Но книги, ублажающие человеческий ум, изменяют мир (если изменяют) медленно и незаметно. И каждый писатель мечтает сочинить такую, которая что-нибудь сделала бы с человеческим сердцем. Даже Пелевин (то есть формально – герой его повествования, начинающий вампир) в высшей степени не прочь «написать один из тех великих романов, которые сотрясают человеческое сердце, заставляя критиков скрипеть зубами и кидаться калом со дна своих ям».
Полагаю, как отчасти критик, что «Ампир В» – не тот случай. По крайней мере, не дает повода пустить на ветер весь НЗ.
Хотя, на мой вкус, эта вещь лучше всех предыдущих текстов Пелевина, лучше даже «Чапаева и Пустоты».
И самое замечательное произведение русской литературы за последние лет пятнадцать.
Закрывает эпоху. Вобрав ее смысл и выявив мнимость этого смысла. Будь этот смысл числом, произведенная с ним операция выглядела бы как умножение на корень квадратный из минус единицы.
Решение блестящее. Однако сердцебиение читателя в норме. И слезные мешочки пусты.

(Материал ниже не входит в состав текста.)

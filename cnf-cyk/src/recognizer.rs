use std::collections::HashMap;
use std::hash::Hash;
use std::rc::Rc;

use log::{debug, trace};

use cnf_grammar::RuleSet;

use crate::chart::{Chart, Span};
use crate::intern::SymbolInterner;

/// A grammar prepared for parsing. Rules are partitioned into unit rules
/// `A -> a`, looked up by terminal, and binary rules `A -> B C`.
#[derive(Clone, Debug)]
pub struct Recognizer<S> {
    symbols: Rc<SymbolInterner<S>>,
    unit_rules: HashMap<S, Vec<usize>>,
    binary_rules: Vec<BinaryRule>,
}

#[derive(Clone, Copy, Debug)]
struct BinaryRule {
    lhs: usize,
    left: usize,
    right: usize,
}

impl<S> Recognizer<S>
where
    S: Ord + Hash + Clone,
{
    /// Partitions the rules of a grammar in Chomsky normal form.
    ///
    /// Rules with empty bodies or bodies longer than two symbols are ignored.
    pub fn new(rules: &RuleSet<S>) -> Self {
        let mut symbols = SymbolInterner::new();
        let mut unit_rules: HashMap<S, Vec<usize>> = HashMap::new();
        let mut binary_rules = vec![];
        for rule in rules.rules() {
            let lhs = symbols.intern(rule.lhs);
            match rule.rhs {
                [terminal] => unit_rules.entry(terminal.clone()).or_default().push(lhs),
                [left, right] => binary_rules.push(BinaryRule {
                    lhs,
                    left: symbols.intern(left),
                    right: symbols.intern(right),
                }),
                rhs => trace!("ignoring a body of {} symbols", rhs.len()),
            }
        }
        debug!(
            "{} unit rules, {} binary rules over {} symbols",
            unit_rules.values().map(Vec::len).sum::<usize>(),
            binary_rules.len(),
            symbols.len()
        );
        Recognizer {
            symbols: Rc::new(symbols),
            unit_rules,
            binary_rules,
        }
    }

    /// Fills a chart with all derivations of every substring of `input`.
    pub fn parse(&self, input: &[S]) -> Chart<S> {
        let n = input.len();
        let mut chart = Chart::new(self.symbols.clone(), input.to_vec());
        for (position, terminal) in input.iter().enumerate() {
            if let Some(lhs_ids) = self.unit_rules.get(terminal) {
                for &lhs in lhs_ids {
                    chart.push_leaf(lhs, position);
                }
            }
        }
        for len in 2..=n {
            for start in 0..=n - len {
                let span = Span { start, len };
                let mut fresh = vec![];
                for split in 1..len {
                    let (left_span, right_span) = span.split(split);
                    for rule in &self.binary_rules {
                        if !chart.is_occupied(left_span, rule.left)
                            || !chart.is_occupied(right_span, rule.right)
                        {
                            continue;
                        }
                        // Every pairing is a distinct derivation.
                        for &left in chart.cell(left_span, rule.left) {
                            for &right in chart.cell(right_span, rule.right) {
                                fresh.push((rule.lhs, left, right));
                            }
                        }
                    }
                }
                if !fresh.is_empty() {
                    trace!("{} derivations for span {:?}", fresh.len(), span);
                }
                for (lhs, left, right) in fresh {
                    chart.push_binary(span, lhs, left, right);
                }
            }
        }
        debug!(
            "chart for input of length {} has {} nodes",
            n,
            chart.num_nodes()
        );
        chart
    }
}
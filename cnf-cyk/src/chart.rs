//! The CYK chart and extraction of derivation trees.

use std::collections::HashMap;
use std::hash::Hash;
use std::iter::FusedIterator;
use std::rc::Rc;
use std::{slice, vec};

use bit_matrix::BitMatrix;

use crate::intern::SymbolInterner;
use crate::tree::DerivationTree;

type NodeId = usize;

/// A contiguous substring of the input.
#[derive(Clone, Copy, Debug, Eq, PartialEq, Hash)]
pub(crate) struct Span {
    pub(crate) start: usize,
    pub(crate) len: usize,
}

impl Span {
    /// Splits into a left part of `at` symbols and the rest.
    pub(crate) fn split(self, at: usize) -> (Span, Span) {
        (
            Span {
                start: self.start,
                len: at,
            },
            Span {
                start: self.start + at,
                len: self.len - at,
            },
        )
    }
}

/// A node of the derivation forest. Nodes refer to their children by index, so one
/// subtree is shared by every derivation that contains it.
#[derive(Clone, Copy, Debug)]
enum Node {
    Leaf {
        symbol: usize,
        position: usize,
    },
    Binary {
        symbol: usize,
        left: NodeId,
        right: NodeId,
    },
}

/// Every derivation of every substring of the input, for every symbol.
#[derive(Clone, Debug)]
pub struct Chart<S> {
    symbols: Rc<SymbolInterner<S>>,
    input: Vec<S>,
    /// Rows are spans, columns are symbols.
    occupied: BitMatrix,
    cells: HashMap<(Span, usize), Vec<NodeId>>,
    nodes: Vec<Node>,
}

impl<S> Chart<S>
where
    S: Hash + Eq + Clone,
{
    pub(crate) fn new(symbols: Rc<SymbolInterner<S>>, input: Vec<S>) -> Self {
        let n = input.len();
        Chart {
            occupied: BitMatrix::new(n * n, symbols.len()),
            symbols,
            input,
            cells: HashMap::new(),
            nodes: vec![],
        }
    }

    fn row(&self, span: Span) -> usize {
        (span.len - 1) * self.input.len() + span.start
    }

    fn push(&mut self, span: Span, symbol: usize, node: Node) {
        let id = self.nodes.len();
        self.nodes.push(node);
        let row = self.row(span);
        self.occupied.set(row, symbol, true);
        self.cells.entry((span, symbol)).or_default().push(id);
    }

    pub(crate) fn push_leaf(&mut self, symbol: usize, position: usize) {
        let span = Span {
            start: position,
            len: 1,
        };
        self.push(span, symbol, Node::Leaf { symbol, position });
    }

    pub(crate) fn push_binary(&mut self, span: Span, symbol: usize, left: NodeId, right: NodeId) {
        self.push(
            span,
            symbol,
            Node::Binary {
                symbol,
                left,
                right,
            },
        );
    }

    pub(crate) fn is_occupied(&self, span: Span, symbol: usize) -> bool {
        self.occupied[(self.row(span), symbol)]
    }

    pub(crate) fn cell(&self, span: Span, symbol: usize) -> &[NodeId] {
        self.cells
            .get(&(span, symbol))
            .map_or(&[][..], |nodes| &nodes[..])
    }

    fn roots(&self, start: &S) -> &[NodeId] {
        match self.symbols.get(start) {
            Some(symbol) if !self.input.is_empty() => {
                let whole = Span {
                    start: 0,
                    len: self.input.len(),
                };
                self.cell(whole, symbol)
            }
            _ => &[],
        }
    }

    fn materialize(&self, id: NodeId) -> DerivationTree<S> {
        match self.nodes[id] {
            Node::Leaf { symbol, position } => DerivationTree::Leaf {
                symbol: self.symbols.resolve(symbol).clone(),
                terminal: self.input[position].clone(),
            },
            Node::Binary {
                symbol,
                left,
                right,
            } => DerivationTree::Binary {
                symbol: self.symbols.resolve(symbol).clone(),
                left: Box::new(self.materialize(left)),
                right: Box::new(self.materialize(right)),
            },
        }
    }

    /// Returns the parsed input.
    pub fn input(&self) -> &[S] {
        &self.input
    }

    /// Returns the number of forest nodes, one per derivation of a substring.
    pub fn num_nodes(&self) -> usize {
        self.nodes.len()
    }

    /// Checks whether the whole input derives from `start`.
    pub fn is_derivable(&self, start: &S) -> bool {
        !self.roots(start).is_empty()
    }

    /// Returns the symbols that derive the substring of `len` symbols at `start`.
    pub fn symbols_at(&self, start: usize, len: usize) -> Vec<&S> {
        if len == 0 || start + len > self.input.len() {
            return vec![];
        }
        let row = self.row(Span { start, len });
        (0..self.symbols.len())
            .filter(|&symbol| self.occupied[(row, symbol)])
            .map(|symbol| self.symbols.resolve(symbol))
            .collect()
    }

    /// Lazily extracts every derivation of the whole input from `start`.
    pub fn trees(&self, start: &S) -> Trees<'_, S> {
        Trees {
            chart: self,
            roots: self.roots(start).iter(),
        }
    }

    /// Lazily extracts every derivation of the whole input from `start`, taking
    /// ownership of the chart.
    pub fn derivations(self, start: &S) -> Derivations<S> {
        let roots = self.roots(start).to_vec();
        Derivations {
            chart: Rc::new(self),
            roots: roots.into_iter(),
        }
    }
}

/// Iterator over derivation trees that borrows its chart.
#[derive(Clone, Debug)]
pub struct Trees<'a, S> {
    chart: &'a Chart<S>,
    roots: slice::Iter<'a, NodeId>,
}

impl<'a, S> Iterator for Trees<'a, S>
where
    S: Hash + Eq + Clone,
{
    type Item = DerivationTree<S>;

    fn next(&mut self) -> Option<Self::Item> {
        self.roots.next().map(|&id| self.chart.materialize(id))
    }

    fn size_hint(&self) -> (usize, Option<usize>) {
        self.roots.size_hint()
    }
}

impl<'a, S> ExactSizeIterator for Trees<'a, S> where S: Hash + Eq + Clone {}

impl<'a, S> FusedIterator for Trees<'a, S> where S: Hash + Eq + Clone {}

/// Iterator over derivation trees that owns its chart. Cloning restarts from the
/// current position.
#[derive(Clone, Debug)]
pub struct Derivations<S> {
    chart: Rc<Chart<S>>,
    roots: vec::IntoIter<NodeId>,
}

impl<S> Derivations<S> {
    /// Returns the chart the trees are extracted from.
    pub fn chart(&self) -> &Chart<S> {
        &self.chart
    }
}

impl<S> Iterator for Derivations<S>
where
    S: Hash + Eq + Clone,
{
    type Item = DerivationTree<S>;

    fn next(&mut self) -> Option<Self::Item> {
        self.roots.next().map(|id| self.chart.materialize(id))
    }

    fn size_hint(&self) -> (usize, Option<usize>) {
        self.roots.size_hint()
    }
}

impl<S> ExactSizeIterator for Derivations<S> where S: Hash + Eq + Clone {}

impl<S> FusedIterator for Derivations<S> where S: Hash + Eq + Clone {}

Виктор Пелевин не умеет работать со слезными мешочками. Зато – единственный в стране, а то и в мире – обладает даром некоего ясновидения. Способен уловить нравственное содержание текущего исторического момента – сжать его, как все равно газ, – и поместить, скажем, в сюжетную метафору сложной конфигурации.
В этой книге он пошел дальше. Чтобы описать – конечно, системой малоприличных острот – состояние и самочувствие нашего времени, он придумал целую космогонию. Выдвинул собственную гипотезу возникновения и устройства Вселенной.
Гипотезу, с точки зрения общепринятых представлений, вполне безумную – но дважды неопровержимую. Во-первых, не противоречит себе ни в чем. Во-вторых же (и это главное), только в такой Вселенной (шире – в такой реальности) действительно неизбежна цивилизация типа нашей: в которой поведение человека регулируют гламур и дискурс.
«Он наклонился к своему саквояжу и достал какой-то глянцевый журнал. Раскрыв его на середине, он повернул разворот ко мне.
– Все, что ты видишь на фотографиях, – это гламур. А столбики из букв, которые между фотографиями, – это дискурс. Понял?
Я кивнул.
– Можно сформулировать иначе, – сказал Бальдр. – Все, что человек говорит, – это дискурс.
– А то, как он при этом выглядит, – это гламур, – добавил Иегова».
Кстати – воспользуемся этой (по-моему, гениальной) формулировкой – гламур данного романа перед вами как на ладони: первое лицо занято исключительно потреблением дискурса. Когда герой не ширяет на черных кожистых крыльях в ночном московском небе, не пристает к девицам и не участвует в поединках, ему остается только двигать головой: кивать либо качать.
«– Гламур – это секс, выраженный через деньги, – сказал левый динамик. – Или, если угодно, деньги, выраженные через секс.
– А дискурс, – отозвался правый динамик, – это сублимация гламура. Знаешь, что такое сублимация?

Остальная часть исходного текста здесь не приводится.